Representing the altra bilis: The ‘Said’ and ‘Unsaid’ of the Melancholic in Cesare Ripa’s Iconologia
Abstract
This article is the third in a series of works which aims to contribute to documenting the influence of the medical theory of individual temperaments, derived from the theory of the four humors, through the major work Iconologia by the Italian humanist Cesare Ripa (1555–1622). Here, we studied the allegory of the melancholic. Beyond the work aimed at situating it within the medical tradition, we were particularly interested in the relationship between text and image and the interplay between expression (explicite) and silence (implicite) that is so frequent in the work.

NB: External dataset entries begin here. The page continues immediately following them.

use crate::parallel::WorkerPool;
use crate::pipeline::ProcessorKind;
use crate::processors::DEFAULT_CHUNK_SIZE;
use anyhow::Result;
use serde::{Deserialize, Serialize};
use std::path::PathBuf;

/// Settings for one `process` run
#[derive(Debug, Clone, PartialEq, Serialize, Deserialize)]
#[serde(default)]
pub struct AppConfig {
    /// Worker threads; 0 sizes the pool from the CPU count
    pub threads: usize,
    /// Share of CPU cores used when `threads` is 0
    pub thread_percentage: u8,
    pub output_dir: PathBuf,
    pub processor: ProcessorKind,
    /// Bytes read between `processing` events
    pub chunk_size: usize,
    pub verbose: bool,
    pub stats: bool,
}

impl Default for AppConfig {
    fn default() -> Self {
        Self {
            threads: 4,
            thread_percentage: 75,
            output_dir: PathBuf::from("output"),
            processor: ProcessorKind::Auto,
            chunk_size: DEFAULT_CHUNK_SIZE,
            verbose: false,
            stats: false,
        }
    }
}

impl AppConfig {
    pub fn validate(&self) -> Result<()> {
        if !(1..=100).contains(&self.thread_percentage) {
            anyhow::bail!(
                "thread_percentage must be between 1 and 100, got {}",
                self.thread_percentage
            );
        }
        if self.chunk_size == 0 {
            anyhow::bail!("chunk_size must be greater than 0");
        }
        Ok(())
    }

    pub fn worker_count(&self) -> usize {
        if self.threads > 0 {
            self.threads
        } else {
            WorkerPool::optimal_size(0, self.thread_percentage)
        }
    }
}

We thus undertook to analyse all the symbolic attributes of Ripa’s composition according to whether they appear in the engraving, in the text, in both, and whether they are commented on or not. The importance given at the end of the text to the teachings of the School of Salerno also allowed us to better understand the synthetic thought of the Italian humanist and, consequently, the overall economy of the Iconologia. Thus, in the course of our reflection on the modes of expression of the ‘said’ and ‘unsaid’ in the definition of the melancholic temperament in Ripa, we attempted to account for the internal mechanics of his work and the nature of the rhetorical strategies (both textual and visual) of his discursive architecture.